Here is a trick, which will help you solve this problem.

$$a_n^2 - l^2 = (a_n - l)^2 + 2l(a_n - l)$$ using this you should be able to show that $a_n^2 - l^2 \rightarrow 0$.

EDIT: To elaborate further, by the triangle inequality we now know that $$\lvert a_n^2 - l^2\rvert \leq \lvert (a_n - l)^2 \rvert + \lvert 2l(a_n-l)\rvert \hspace{10mm} (1)$$ So we just need to show that each of the two terms on the right get small as $n$ gets large. You should be able to make both of them small by using the fact that $a_n \rightarrow l$.

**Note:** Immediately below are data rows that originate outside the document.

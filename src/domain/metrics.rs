//! Per-symbol liquidity, volatility and trading-cost metrics.
//!
//! Two stages: daily bars for every candidate (ADV, ATR%), then 5-minute
//! bars for the most liquid `ranking_pool_size` names only (intraday range,
//! closing-volume share, zero-volume ratio). Only symbols with a complete,
//! finite set of required fields come out the other end.

use crate::domain::error::SelectorError;
use crate::domain::ohlcv::{trailing_sessions, OhlcvBar};
use crate::domain::series::{last_rolling_mean, mean, median, BarColumns};
use crate::ports::market_data_port::MarketDataPort;
use chrono::{Duration, NaiveTime};
use std::collections::BTreeMap;
use tracing::{debug, info};

/// Sessions averaged for ADV (and the efficiency-ratio path).
pub const ADV_WINDOW: usize = 20;
/// Sessions averaged for ATR.
pub const ATR_PERIOD: usize = 14;
/// Fewer daily sessions than this and a symbol is dropped.
pub const MIN_DAILY_SESSIONS: usize = 20;
const MIN_DAILY_WINDOW: usize = 60;
/// Upper bound on intraday window lengths (one day).
pub const MAX_SESSION_MINUTES: i64 = 1440;
const BPS: f64 = 10_000.0;

#[derive(Debug, Clone, PartialEq)]
pub struct MetricConfig {
    pub target_atr_pct: f64,
    pub atr_tolerance: f64,
    pub ranking_pool_size: usize,
    pub close_volume_window_days: usize,
    /// Exchange-local session close.
    pub session_close: NaiveTime,
    pub close_window_minutes: i64,
    pub opening_range_minutes: i64,
    pub enable_efficiency_ratio: bool,
    pub enable_orb_follow_through: bool,
    pub enable_vwap_persistence: bool,
}

impl Default for MetricConfig {
    fn default() -> Self {
        Self {
            target_atr_pct: 0.03,
            atr_tolerance: 0.02,
            ranking_pool_size: 200,
            close_volume_window_days: 20,
            session_close: NaiveTime::from_hms_opt(16, 0, 0).unwrap_or(NaiveTime::MIN),
            close_window_minutes: 5,
            opening_range_minutes: 30,
            enable_efficiency_ratio: false,
            enable_orb_follow_through: false,
            enable_vwap_persistence: false,
        }
    }
}

impl MetricConfig {
    /// Daily lookback: at least 60 sessions, never shorter than the
    /// intraday window.
    pub fn daily_window_days(&self) -> usize {
        MIN_DAILY_WINDOW.max(self.close_volume_window_days).max(30)
    }

    /// Bars starting at or after this time count as closing volume.
    /// A window reaching back past midnight starts the day.
    pub fn close_cutoff(&self) -> NaiveTime {
        let (cutoff, wrapped) = self
            .session_close
            .overflowing_sub_signed(session_minutes(self.close_window_minutes));
        if wrapped != 0 { NaiveTime::MIN } else { cutoff }
    }

    pub fn enabled_extensions(&self) -> Vec<ExtensionMetric> {
        ExtensionMetric::ALL
            .into_iter()
            .filter(|ext| match ext {
                ExtensionMetric::EfficiencyRatio => self.enable_efficiency_ratio,
                ExtensionMetric::OrbFollowThrough => self.enable_orb_follow_through,
                ExtensionMetric::VwapPersistence => self.enable_vwap_persistence,
            })
            .collect()
    }
}

/// Optional metrics computed only when switched on in [`MetricConfig`].
#[derive(Debug, Clone, Copy, PartialEq, Eq, Hash, PartialOrd, Ord)]
pub enum ExtensionMetric {
    EfficiencyRatio,
    OrbFollowThrough,
    VwapPersistence,
}

impl ExtensionMetric {
    pub const ALL: [ExtensionMetric; 3] = [
        ExtensionMetric::EfficiencyRatio,
        ExtensionMetric::OrbFollowThrough,
        ExtensionMetric::VwapPersistence,
    ];

    pub fn name(self) -> &'static str {
        match self {
            ExtensionMetric::EfficiencyRatio => "efficiency_ratio",
            ExtensionMetric::OrbFollowThrough => "orb_follow_through",
            ExtensionMetric::VwapPersistence => "vwap_persistence",
        }
    }

    pub fn value(self, metrics: &SymbolMetrics) -> Option<f64> {
        match self {
            ExtensionMetric::EfficiencyRatio => metrics.efficiency_ratio,
            ExtensionMetric::OrbFollowThrough => metrics.orb_follow_through,
            ExtensionMetric::VwapPersistence => metrics.vwap_persistence,
        }
    }
}

#[derive(Debug, Clone, PartialEq)]
pub struct SymbolMetrics {
    pub symbol: String,
    pub latest_close: f64,
    pub adv_value: f64,
    pub atr_pct: Option<f64>,
    pub median_intraday_range_bps: f64,
    pub close_volume_share: f64,
    pub no_trade_ratio: f64,
    pub efficiency_ratio: Option<f64>,
    pub orb_follow_through: Option<f64>,
    pub vwap_persistence: Option<f64>,
}

/// Daily-stage output for one symbol.
#[derive(Debug, Clone, PartialEq)]
pub struct DailyStats {
    pub latest_close: f64,
    pub adv_value: Option<f64>,
    pub atr_pct: Option<f64>,
    pub efficiency_ratio: Option<f64>,
}

/// Intraday-stage output for one symbol.
#[derive(Debug, Clone, Default, PartialEq)]
pub struct IntradayStats {
    pub median_range_bps: Option<f64>,
    pub close_volume_share: Option<f64>,
    pub no_trade_ratio: Option<f64>,
    pub orb_follow_through: Option<f64>,
    pub vwap_persistence: Option<f64>,
}

/// Daily metrics over ascending daily bars. `None` below
/// [`MIN_DAILY_SESSIONS`] sessions.
pub fn daily_stats(bars: &[OhlcvBar], config: &MetricConfig) -> Option<DailyStats> {
    if bars.len() < MIN_DAILY_SESSIONS {
        return None;
    }
    let cols = BarColumns::from_bars(bars);
    let latest_close = *cols.close.last()?;

    let adv_value = last_rolling_mean(&cols.traded_value(), ADV_WINDOW, ADV_WINDOW);
    let atr = last_rolling_mean(&cols.true_range(), ATR_PERIOD, ATR_PERIOD);
    let atr_pct = atr
        .filter(|_| latest_close > 0.0)
        .map(|a| a / latest_close)
        .filter(|v| v.is_finite());

    let efficiency_ratio = config
        .enable_efficiency_ratio
        .then(|| efficiency_ratio(&cols.close[cols.close.len().saturating_sub(ADV_WINDOW)..]))
        .flatten();

    Some(DailyStats {
        latest_close,
        adv_value,
        atr_pct,
        efficiency_ratio,
    })
}

/// Intraday metrics over ascending 5-minute bars.
pub fn intraday_stats(bars: &[OhlcvBar], config: &MetricConfig) -> IntradayStats {
    if bars.is_empty() {
        return IntradayStats::default();
    }

    let median_range_bps = median(
        bars.iter()
            .filter(|b| b.close > 0.0)
            .map(|b| (b.high - b.low) / b.close * BPS),
    );

    let sessions: Vec<&[OhlcvBar]> = bars.chunk_by(|a, b| a.date() == b.date()).collect();

    let cutoff = config.close_cutoff();
    let close_volume_share = mean(sessions.iter().filter_map(|session| {
        let (total, closing) = session.iter().fold((0.0, 0.0), |(t, c), b| {
            let v = b.volume as f64;
            let c = if b.timestamp.time() >= cutoff { c + v } else { c };
            (t + v, c)
        });
        (total > 0.0).then(|| closing / total)
    }));

    let zero_bars = bars.iter().filter(|b| b.volume <= 0).count();
    let no_trade_ratio = Some(zero_bars as f64 / bars.len() as f64);

    IntradayStats {
        median_range_bps,
        close_volume_share,
        no_trade_ratio,
        orb_follow_through: config
            .enable_orb_follow_through
            .then(|| orb_follow_through(&sessions, config.opening_range_minutes))
            .flatten(),
        vwap_persistence: config
            .enable_vwap_persistence
            .then(|| mean(sessions.iter().filter_map(|s| vwap_persistence(s))))
            .flatten(),
    }
}

/// Net move over path length. 0 for a flat path.
fn efficiency_ratio(closes: &[f64]) -> Option<f64> {
    let (first, last) = (closes.first()?, closes.last()?);
    let path: f64 = closes.windows(2).map(|w| (w[1] - w[0]).abs()).sum();
    let ratio = if path > 0.0 {
        (last - first).abs() / path
    } else {
        0.0
    };
    ratio.is_finite().then_some(ratio)
}

/// `minutes` clamped to `0..=MAX_SESSION_MINUTES`.
fn session_minutes(minutes: i64) -> Duration {
    Duration::try_minutes(minutes.clamp(0, MAX_SESSION_MINUTES)).unwrap_or(Duration::zero())
}

/// Share of opening-range breakouts whose session closes beyond the range on
/// the side of the first break.
fn orb_follow_through(sessions: &[&[OhlcvBar]], minutes: i64) -> Option<f64> {
    let mut broken = 0usize;
    let mut followed = 0usize;

    for session in sessions {
        let Some(first) = session.first() else {
            continue;
        };
        let range_end = first.timestamp + session_minutes(minutes);
        let split = session.partition_point(|b| b.timestamp < range_end);
        let (opening, rest) = session.split_at(split);
        let Some(last) = rest.last() else {
            continue;
        };

        let hi = opening.iter().map(|b| b.high).fold(f64::NEG_INFINITY, f64::max);
        let lo = opening.iter().map(|b| b.low).fold(f64::INFINITY, f64::min);

        let first_break = rest.iter().find_map(|b| {
            if b.high > hi {
                Some(true)
            } else if b.low < lo {
                Some(false)
            } else {
                None
            }
        });
        let Some(up) = first_break else {
            continue;
        };

        broken += 1;
        if (up && last.close > hi) || (!up && last.close < lo) {
            followed += 1;
        }
    }

    (broken > 0).then(|| followed as f64 / broken as f64)
}

/// Fraction of bars closing on the same side of the running VWAP as the
/// session's final bar.
fn vwap_persistence(session: &[OhlcvBar]) -> Option<f64> {
    let mut pv = 0.0;
    let mut vol = 0.0;
    let mut sides: Vec<i8> = Vec::with_capacity(session.len());

    for bar in session {
        let v = bar.volume.max(0) as f64;
        pv += bar.typical_price() * v;
        vol += v;
        if vol > 0.0 {
            let vwap = pv / vol;
            sides.push(i8::from(bar.close > vwap) - i8::from(bar.close < vwap));
        }
    }

    let final_side = *sides.last()?;
    let matching = sides.iter().filter(|&&s| s == final_side).count();
    Some(matching as f64 / sides.len() as f64)
}

/// Symbols with a positive ADV and a defined ATR%, most liquid first, capped
/// at `size`. Ties break by symbol.
pub fn liquidity_pool(daily: &BTreeMap<String, DailyStats>, size: usize) -> Vec<String> {
    let mut ranked: Vec<(&String, f64)> = daily
        .iter()
        .filter(|(_, d)| d.atr_pct.is_some())
        .filter_map(|(s, d)| d.adv_value.filter(|a| a.is_finite() && *a > 0.0).map(|a| (s, a)))
        .collect();
    ranked.sort_by(|a, b| b.1.total_cmp(&a.1).then_with(|| a.0.cmp(b.0)));
    ranked
        .into_iter()
        .take(size)
        .map(|(s, _)| s.clone())
        .collect()
}

fn assemble(symbol: &str, daily: &DailyStats, intraday: &IntradayStats) -> Option<SymbolMetrics> {
    let finite = |v: Option<f64>| v.filter(|x| x.is_finite());
    Some(SymbolMetrics {
        symbol: symbol.to_string(),
        latest_close: finite(Some(daily.latest_close))?,
        adv_value: finite(daily.adv_value)?,
        atr_pct: Some(finite(daily.atr_pct)?),
        median_intraday_range_bps: finite(intraday.median_range_bps)?,
        close_volume_share: finite(intraday.close_volume_share)?,
        no_trade_ratio: finite(intraday.no_trade_ratio)?,
        efficiency_ratio: finite(daily.efficiency_ratio),
        orb_follow_through: finite(intraday.orb_follow_through),
        vwap_persistence: finite(intraday.vwap_persistence),
    })
}

pub struct MetricsCalculator<'a> {
    port: &'a dyn MarketDataPort,
    config: &'a MetricConfig,
}

impl<'a> MetricsCalculator<'a> {
    pub fn new(port: &'a dyn MarketDataPort, config: &'a MetricConfig) -> Self {
        Self { port, config }
    }

    pub fn calculate(
        &self,
        symbols: &[String],
    ) -> Result<BTreeMap<String, SymbolMetrics>, SelectorError> {
        let window = self.config.daily_window_days();
        let daily = self.port.fetch_daily_bars(symbols, window)?;

        let daily_by_symbol: BTreeMap<String, DailyStats> = symbols
            .iter()
            .filter_map(|symbol| {
                let bars = daily.get(symbol)?;
                let bars = &bars[bars.len().saturating_sub(window)..];
                daily_stats(bars, self.config).map(|d| (symbol.clone(), d))
            })
            .collect();
        debug!(
            requested = symbols.len(),
            with_history = daily_by_symbol.len(),
            window,
            "daily metrics computed"
        );

        let pool = liquidity_pool(&daily_by_symbol, self.config.ranking_pool_size);
        if pool.is_empty() {
            info!("no symbols eligible for the intraday stage");
            return Ok(BTreeMap::new());
        }

        let intraday_window = self.config.close_volume_window_days;
        let intraday = self.port.fetch_intraday_bars(&pool, intraday_window)?;

        let mut result = BTreeMap::new();
        for symbol in &pool {
            let Some(bars) = intraday.get(symbol) else {
                debug!(symbol = %symbol, "no intraday bars");
                continue;
            };
            let stats = intraday_stats(trailing_sessions(bars, intraday_window), self.config);
            if let Some(metrics) = assemble(symbol, &daily_by_symbol[symbol], &stats) {
                result.insert(symbol.clone(), metrics);
            }
        }

        info!(
            candidates = symbols.len(),
            pool = pool.len(),
            complete = result.len(),
            "symbol metrics ready"
        );
        Ok(result)
    }
}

FINAL EDIT: To see a complete proof. Fix $\epsilon > 0$. Choose $N_0$ so that for $n\geq N_0$, $$\lvert a_n - l\rvert \leq \sqrt{\epsilon};$$ and $N_1$ large so that for $n\geq N_1$, $$\lvert a_n - l \rvert \leq \frac{1}{\lvert 2 l \rvert} \epsilon.$$Then if $n\geq\max(N_0,N_1)$, the inequality (1) above gives us $$\lvert a_n^2 - l^2 \rvert \leq \epsilon + \epsilon = 2 \epsilon$$ and since $\epsilon$ was arbitrary we conclude that $\lvert a_n^2 - l^2\rvert \rightarrow 0$.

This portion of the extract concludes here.